## REQUIRED ACTION
Below is a listing; return it in full, exactly as it appears.

## DATA
——

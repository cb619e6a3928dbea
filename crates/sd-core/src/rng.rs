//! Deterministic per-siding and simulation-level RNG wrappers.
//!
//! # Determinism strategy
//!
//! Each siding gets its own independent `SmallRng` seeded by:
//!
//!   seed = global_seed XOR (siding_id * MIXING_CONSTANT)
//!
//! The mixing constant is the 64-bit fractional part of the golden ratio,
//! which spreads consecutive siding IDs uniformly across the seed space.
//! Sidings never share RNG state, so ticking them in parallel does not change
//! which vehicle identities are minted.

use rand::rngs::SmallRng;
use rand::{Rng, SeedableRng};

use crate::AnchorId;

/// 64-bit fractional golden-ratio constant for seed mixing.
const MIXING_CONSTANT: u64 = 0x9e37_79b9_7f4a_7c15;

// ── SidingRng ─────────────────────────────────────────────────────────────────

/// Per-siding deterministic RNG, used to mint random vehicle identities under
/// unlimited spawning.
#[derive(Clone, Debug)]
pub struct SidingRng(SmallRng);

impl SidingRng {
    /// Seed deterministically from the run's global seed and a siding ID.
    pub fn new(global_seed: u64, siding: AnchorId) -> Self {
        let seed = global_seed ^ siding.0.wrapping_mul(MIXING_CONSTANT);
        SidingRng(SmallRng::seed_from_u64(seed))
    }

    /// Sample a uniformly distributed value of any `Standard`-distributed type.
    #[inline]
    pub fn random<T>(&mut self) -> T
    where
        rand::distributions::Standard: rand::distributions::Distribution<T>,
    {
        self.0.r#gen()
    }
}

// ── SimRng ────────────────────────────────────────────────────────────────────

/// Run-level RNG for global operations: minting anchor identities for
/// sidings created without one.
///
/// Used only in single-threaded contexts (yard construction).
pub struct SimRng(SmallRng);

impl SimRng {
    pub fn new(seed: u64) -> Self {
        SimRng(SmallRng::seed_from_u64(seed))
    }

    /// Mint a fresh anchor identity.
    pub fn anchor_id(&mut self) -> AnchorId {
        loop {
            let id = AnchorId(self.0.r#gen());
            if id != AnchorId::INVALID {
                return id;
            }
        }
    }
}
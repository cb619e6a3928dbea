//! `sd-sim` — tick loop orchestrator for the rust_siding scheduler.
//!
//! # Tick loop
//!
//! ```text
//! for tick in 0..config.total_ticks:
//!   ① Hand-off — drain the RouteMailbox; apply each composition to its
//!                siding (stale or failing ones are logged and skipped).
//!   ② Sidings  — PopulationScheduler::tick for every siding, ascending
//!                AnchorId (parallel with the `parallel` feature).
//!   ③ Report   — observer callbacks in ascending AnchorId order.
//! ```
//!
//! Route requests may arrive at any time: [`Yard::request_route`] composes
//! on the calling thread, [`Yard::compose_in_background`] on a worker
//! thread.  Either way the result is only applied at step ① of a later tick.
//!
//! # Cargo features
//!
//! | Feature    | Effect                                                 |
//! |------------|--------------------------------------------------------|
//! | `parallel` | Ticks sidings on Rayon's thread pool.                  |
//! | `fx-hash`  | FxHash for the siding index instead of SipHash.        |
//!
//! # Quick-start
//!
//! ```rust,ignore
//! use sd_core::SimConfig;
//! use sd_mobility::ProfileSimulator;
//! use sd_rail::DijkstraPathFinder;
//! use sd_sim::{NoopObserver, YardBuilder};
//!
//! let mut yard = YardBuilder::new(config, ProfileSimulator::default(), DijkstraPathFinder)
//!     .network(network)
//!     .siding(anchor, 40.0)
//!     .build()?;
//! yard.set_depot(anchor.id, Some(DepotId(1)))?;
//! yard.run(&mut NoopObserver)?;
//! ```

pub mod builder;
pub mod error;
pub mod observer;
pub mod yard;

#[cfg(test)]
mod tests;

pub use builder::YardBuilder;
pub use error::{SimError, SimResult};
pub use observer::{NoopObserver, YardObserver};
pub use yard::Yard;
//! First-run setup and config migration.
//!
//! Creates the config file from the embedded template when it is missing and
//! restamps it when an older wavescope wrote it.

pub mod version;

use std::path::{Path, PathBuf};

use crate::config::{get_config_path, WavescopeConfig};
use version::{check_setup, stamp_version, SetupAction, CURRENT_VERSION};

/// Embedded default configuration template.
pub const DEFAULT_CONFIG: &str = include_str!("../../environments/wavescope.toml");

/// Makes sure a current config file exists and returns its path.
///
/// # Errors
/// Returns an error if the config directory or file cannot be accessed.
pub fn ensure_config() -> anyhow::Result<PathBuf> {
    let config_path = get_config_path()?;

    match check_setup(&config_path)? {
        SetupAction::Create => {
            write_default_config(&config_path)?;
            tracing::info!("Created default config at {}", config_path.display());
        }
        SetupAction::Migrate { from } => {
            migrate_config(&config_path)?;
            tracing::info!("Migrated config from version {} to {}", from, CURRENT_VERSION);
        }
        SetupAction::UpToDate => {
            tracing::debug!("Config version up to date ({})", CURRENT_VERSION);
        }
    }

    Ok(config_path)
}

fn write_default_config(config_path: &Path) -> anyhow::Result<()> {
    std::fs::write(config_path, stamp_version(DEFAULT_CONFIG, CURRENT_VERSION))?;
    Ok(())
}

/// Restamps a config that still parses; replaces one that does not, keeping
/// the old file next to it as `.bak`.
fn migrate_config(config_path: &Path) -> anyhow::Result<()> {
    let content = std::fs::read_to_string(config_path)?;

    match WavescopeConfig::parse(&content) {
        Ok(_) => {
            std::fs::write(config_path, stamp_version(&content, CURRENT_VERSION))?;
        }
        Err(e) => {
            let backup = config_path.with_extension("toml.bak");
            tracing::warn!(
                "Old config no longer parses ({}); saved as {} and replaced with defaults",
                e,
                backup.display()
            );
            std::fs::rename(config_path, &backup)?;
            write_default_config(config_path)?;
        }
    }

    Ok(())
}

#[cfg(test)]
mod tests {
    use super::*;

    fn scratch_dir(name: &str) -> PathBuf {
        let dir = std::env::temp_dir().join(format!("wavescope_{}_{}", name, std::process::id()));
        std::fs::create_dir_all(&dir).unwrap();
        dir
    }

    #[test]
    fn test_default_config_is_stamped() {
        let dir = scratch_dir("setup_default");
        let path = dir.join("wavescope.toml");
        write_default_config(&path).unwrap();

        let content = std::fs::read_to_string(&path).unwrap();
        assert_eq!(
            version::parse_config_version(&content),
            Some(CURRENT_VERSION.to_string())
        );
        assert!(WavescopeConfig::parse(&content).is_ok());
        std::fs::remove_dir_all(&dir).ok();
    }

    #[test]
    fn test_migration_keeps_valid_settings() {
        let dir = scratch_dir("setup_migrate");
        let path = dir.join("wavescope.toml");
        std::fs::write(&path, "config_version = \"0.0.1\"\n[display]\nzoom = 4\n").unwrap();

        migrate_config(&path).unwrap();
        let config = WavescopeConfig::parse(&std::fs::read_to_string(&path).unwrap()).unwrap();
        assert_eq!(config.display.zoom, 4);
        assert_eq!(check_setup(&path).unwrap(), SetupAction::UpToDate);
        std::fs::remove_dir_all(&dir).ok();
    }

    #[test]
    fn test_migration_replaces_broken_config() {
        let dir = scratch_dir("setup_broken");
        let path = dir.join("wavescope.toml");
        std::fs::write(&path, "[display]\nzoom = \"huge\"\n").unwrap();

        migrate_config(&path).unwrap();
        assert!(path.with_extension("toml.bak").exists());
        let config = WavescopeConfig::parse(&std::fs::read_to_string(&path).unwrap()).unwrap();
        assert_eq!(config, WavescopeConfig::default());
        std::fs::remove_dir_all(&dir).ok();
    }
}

——

## EXERCISE OUTPUT
repository cb619e6a3928dbea
filename crates/sd-core/src/rng.rs
//! Deterministic per-siding and simulation-level RNG wrappers.
//!
//! # Determinism strategy
//!
//! Each siding gets its own independent `SmallRng` seeded by:
//!
//!   seed = global_seed XOR (siding_id * MIXING_CONSTANT)
//!
//! The mixing constant is the 64-bit fractional part of the golden ratio,
//! which spreads consecutive siding IDs uniformly across the seed space.
//! Sidings never share RNG state, so ticking them in parallel does not change
//! which vehicle identities are minted.

use rand::rngs::SmallRng;
use rand::{Rng, SeedableRng};

use crate::AnchorId;

/// 64-bit fractional golden-ratio constant for seed mixing.
const MIXING_CONSTANT: u64 = 0x9e37_79b9_7f4a_7c15;

// ── SidingRng ─────────────────────────────────────────────────────────────────

/// Per-siding deterministic RNG, used to mint random vehicle identities under
/// unlimited spawning.
#[derive(Clone, Debug)]
pub struct SidingRng(SmallRng);

impl SidingRng {
    /// Seed deterministically from the run's global seed and a siding ID.
    pub fn new(global_seed: u64, siding: AnchorId) -> Self {
        let seed = global_seed ^ siding.0.wrapping_mul(MIXING_CONSTANT);
        SidingRng(SmallRng::seed_from_u64(seed))
    }

    /// Sample a uniformly distributed value of any `Standard`-distributed type.
    #[inline]
    pub fn random<T>(&mut self) -> T
    where
        rand::distributions::Standard: rand::distributions::Distribution<T>,
    {
        self.0.r#gen()
    }
}

// ── SimRng ────────────────────────────────────────────────────────────────────

/// Run-level RNG for global operations: minting anchor identities for
/// sidings created without one.
///
/// Used only in single-threaded contexts (yard construction).
pub struct SimRng(SmallRng);

impl SimRng {
    pub fn new(seed: u64) -> Self {
        SimRng(SmallRng::seed_from_u64(seed))
    }

    /// Mint a fresh anchor identity.
    pub fn anchor_id(&mut self) -> AnchorId {
        loop {
            let id = AnchorId(self.0.r#gen());
            if id != AnchorId::INVALID {
                return id;
            }
        }
    }
}
repository cb619e6a3928dbea
//! `sd-sim` — tick loop orchestrator for the rust_siding scheduler.
//!
//! # Tick loop
//!
//! ```text
//! for tick in 0..config.total_ticks:
//!   ① Hand-off — drain the RouteMailbox; apply each composition to its
//!                siding (stale or failing ones are logged and skipped).
//!   ② Sidings  — PopulationScheduler::tick for every siding, ascending
//!                AnchorId (parallel with the `parallel` feature).
//!   ③ Report   — observer callbacks in ascending AnchorId order.
//! ```
//!
//! Route requests may arrive at any time: [`Yard::request_route`] composes
//! on the calling thread, [`Yard::compose_in_background`] on a worker
//! thread.  Either way the result is only applied at step ① of a later tick.
//!
//! # Cargo features
//!
//! | Feature    | Effect                                                 |
//! |------------|--------------------------------------------------------|
//! | `parallel` | Ticks sidings on Rayon's thread pool.                  |
//! | `fx-hash`  | FxHash for the siding index instead of SipHash.        |
//!
//! # Quick-start
//!
//! ```rust,ignore
//! use sd_core::SimConfig;
//! use sd_mobility::ProfileSimulator;
//! use sd_rail::DijkstraPathFinder;
//! use sd_sim::{NoopObserver, YardBuilder};
//!
//! let mut yard = YardBuilder::new(config, ProfileSimulator::default(), DijkstraPathFinder)
//!     .network(network)
//!     .siding(anchor, 40.0)
//!     .build()?;
//! yard.set_depot(anchor.id, Some(DepotId(1)))?;
//! yard.run(&mut NoopObserver)?;
//! ```

pub mod builder;
pub mod error;
pub mod observer;
pub mod yard;

#[cfg(test)]
mod tests;

pub use builder::YardBuilder;
pub use error::{SimError, SimResult};
pub use observer::{NoopObserver, YardObserver};
pub use yard::Yard;
//! First-run setup and config migration.
//!
//! Creates the config file from the embedded template when it is missing and
//! restamps it when an older wavescope wrote it.

pub mod version;

use std::path::{Path, PathBuf};

use crate::config::{get_config_path, WavescopeConfig};
use version::{check_setup, stamp_version, SetupAction, CURRENT_VERSION};

/// Embedded default configuration template.
pub const DEFAULT_CONFIG: &str = include_str!("../../environments/wavescope.toml");

/// Makes sure a current config file exists and returns its path.
///
/// # Errors
/// Returns an error if the config directory or file cannot be accessed.
pub fn ensure_config() -> anyhow::Result<PathBuf> {
    let config_path = get_config_path()?;

    match check_setup(&config_path)? {
        SetupAction::Create => {
            write_default_config(&config_path)?;
            tracing::info!("Created default config at {}", config_path.display());
        }
        SetupAction::Migrate { from } => {
            migrate_config(&config_path)?;
            tracing::info!("Migrated config from version {} to {}", from, CURRENT_VERSION);
        }
        SetupAction::UpToDate => {
            tracing::debug!("Config version up to date ({})", CURRENT_VERSION);
        }
    }

    Ok(config_path)
}

fn write_default_config(config_path: &Path) -> anyhow::Result<()> {
    std::fs::write(config_path, stamp_version(DEFAULT_CONFIG, CURRENT_VERSION))?;
    Ok(())
}

/// Restamps a config that still parses; replaces one that does not, keeping
/// the old file next to it as `.bak`.
fn migrate_config(config_path: &Path) -> anyhow::Result<()> {
    let content = std::fs::read_to_string(config_path)?;

    match WavescopeConfig::parse(&content) {
        Ok(_) => {
            std::fs::write(config_path, stamp_version(&content, CURRENT_VERSION))?;
        }
        Err(e) => {
            let backup = config_path.with_extension("toml.bak");
            tracing::warn!(
                "Old config no longer parses ({}); saved as {} and replaced with defaults",
                e,
                backup.display()
            );
            std::fs::rename(config_path, &backup)?;
            write_default_config(config_path)?;
        }
    }

    Ok(())
}

#[cfg(test)]
mod tests {
    use super::*;

    fn scratch_dir(name: &str) -> PathBuf {
        let dir = std::env::temp_dir().join(format!("wavescope_{}_{}", name, std::process::id()));
        std::fs::create_dir_all(&dir).unwrap();
        dir
    }

    #[test]
    fn test_default_config_is_stamped() {
        let dir = scratch_dir("setup_default");
        let path = dir.join("wavescope.toml");
        write_default_config(&path).unwrap();

        let content = std::fs::read_to_string(&path).unwrap();
        assert_eq!(
            version::parse_config_version(&content),
            Some(CURRENT_VERSION.to_string())
        );
        assert!(WavescopeConfig::parse(&content).is_ok());
        std::fs::remove_dir_all(&dir).ok();
    }

    #[test]
    fn test_migration_keeps_valid_settings() {
        let dir = scratch_dir("setup_migrate");
        let path = dir.join("wavescope.toml");
        std::fs::write(&path, "config_version = \"0.0.1\"\n[display]\nzoom = 4\n").unwrap();

        migrate_config(&path).unwrap();
        let config = WavescopeConfig::parse(&std::fs::read_to_string(&path).unwrap()).unwrap();
        assert_eq!(config.display.zoom, 4);
        assert_eq!(check_setup(&path).unwrap(), SetupAction::UpToDate);
        std::fs::remove_dir_all(&dir).ok();
    }

    #[test]
    fn test_migration_replaces_broken_config() {
        let dir = scratch_dir("setup_broken");
        let path = dir.join("wavescope.toml");
        std::fs::write(&path, "[display]\nzoom = \"huge\"\n").unwrap();

        migrate_config(&path).unwrap();
        assert!(path.with_extension("toml.bak").exists());
        let config = WavescopeConfig::parse(&std::fs::read_to_string(&path).unwrap()).unwrap();
        assert_eq!(config, WavescopeConfig::default());
        std::fs::remove_dir_all(&dir).ok();
    }
}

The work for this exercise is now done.